Quando il patrimonio di un minore è gestito male, il tribunale può intervenire. Può imporre condizioni precise ai genitori su come amministrare, oppure rimuovere uno o entrambi dall'amministrazione. In caso di rimozione, i genitori perdono anche l'usufrutto legale, cioè il diritto di godere dei frutti dei beni del minore.

Se il tribunale rimuove entrambi i genitori, nomina un curatore che gestisca il patrimonio al posto loro.
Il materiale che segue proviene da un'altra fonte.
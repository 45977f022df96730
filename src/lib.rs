//! AgentCast: client for an AI podcast generation service.
//!
//! * [`podcast`]: request, script and result types.
//! * [`api`]: the generation / translation / text-to-speech service client.
//! * [`pipeline`]: the request orchestrator and its session state.
//! * [`reveal`]: timed, cancellable typewriter reveal of a transcript.
//! * [`export`]: transcript and audio downloads.
//! * [`config`]: TOML settings and platform paths.
//! * [`cli`]: command-line arguments for the `agentcast` binary.

pub mod api;
pub mod cli;
pub mod config;
pub mod export;
pub mod pipeline;
pub mod podcast;
pub mod reveal;
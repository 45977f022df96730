//! Aggregated result of one podcast session.

use serde::{Deserialize, Serialize};

use crate::podcast::Script;

/// Everything the orchestrator has assembled for the current podcast.
///
/// Created after a successful generate call, extended by synthesis and
/// translation, discarded on reset.
#[derive(Debug, Clone, PartialEq, Eq, Serialize, Deserialize)]
pub struct PodcastResult {
    /// Current script (translated, when `translated` is set).
    pub script: Script,
    /// Script as it was before the most recent translation, or as returned
    /// by the service alongside a generated script.
    pub original_script: Option<Script>,
    /// Language of `script`.
    pub language: String,
    /// Topic the podcast was generated for.
    pub topic: String,
    /// URL or file path of the synthesized audio.  Cleared whenever the
    /// script changes.
    pub audio_reference: Option<String>,
    /// Set once the script has been translated.
    pub translated: bool,
}

impl PodcastResult {
    pub fn new(topic: impl Into<String>, language: impl Into<String>, script: Script) -> Self {
        Self {
            script,
            original_script: None,
            language: language.into(),
            topic: topic.into(),
            audio_reference: None,
            translated: false,
        }
    }

    /// Transcript text for display or download.
    pub fn transcript(&self) -> String {
        self.script.to_transcript()
    }

    pub fn has_audio(&self) -> bool {
        self.audio_reference.is_some()
    }

    /// Case-insensitive comparison against the current script language.
    pub fn is_in_language(&self, language: &str) -> bool {
        self.language.trim().to_lowercase() == language.trim().to_lowercase()
    }
}

#[cfg(test)]
mod tests {
    use super::*;
    use crate::podcast::ScriptTurn;

    #[test]
    fn new_result_has_no_audio_and_is_untranslated() {
        let result = PodcastResult::new(
            "space travel",
            "English",
            Script::Turns(vec![ScriptTurn::new("Host", "Hi")]),
        );
        assert!(!result.has_audio());
        assert!(!result.translated);
        assert!(result.original_script.is_none());
        assert_eq!(result.transcript(), "Host: Hi");
    }

    #[test]
    fn language_match_ignores_case_and_whitespace() {
        let result = PodcastResult::new("t", "English", Script::TextBlob("x".into()));
        assert!(result.is_in_language("english"));
        assert!(result.is_in_language(" ENGLISH "));
        assert!(!result.is_in_language("Spanish"));
    }
}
La rimozione non è una punizione definitiva: l'articolo 335 prevede la possibilità di riammissione nell'amministrazione quando cessano le cause che l'hanno determinata.

Quando si applica

  • Un genitore spende i soldi del figlio per sé invece che per il suo mantenimento.
  • I genitori investono i risparmi del minore in operazioni rischiose senza autorizzazione.
  • Un genitore rifiuta di rendere conto dell'amministrazione al giudice tutelare.
  • I genitori lasciano i beni del minore deteriorarsi senza manutenzione.
  • Un genitore utilizza l'usufrutto legale per finanziare le proprie spese personali.

Cosa questo articolo non dice

  • Condotte pregiudizievoli del genitore verso il figlio (maltrattamenti, abusi) – sono disciplinate dall'art. 333.
  • Decadenza dalla responsabilità genitoriale – è regolata dall'art. 330.
  • Affidamento dei figli in caso di separazione dei genitori – artt. 337-bis e seguenti.
  • Riammissione nell'amministrazione dopo la rimozione – è oggetto dell'art. 335.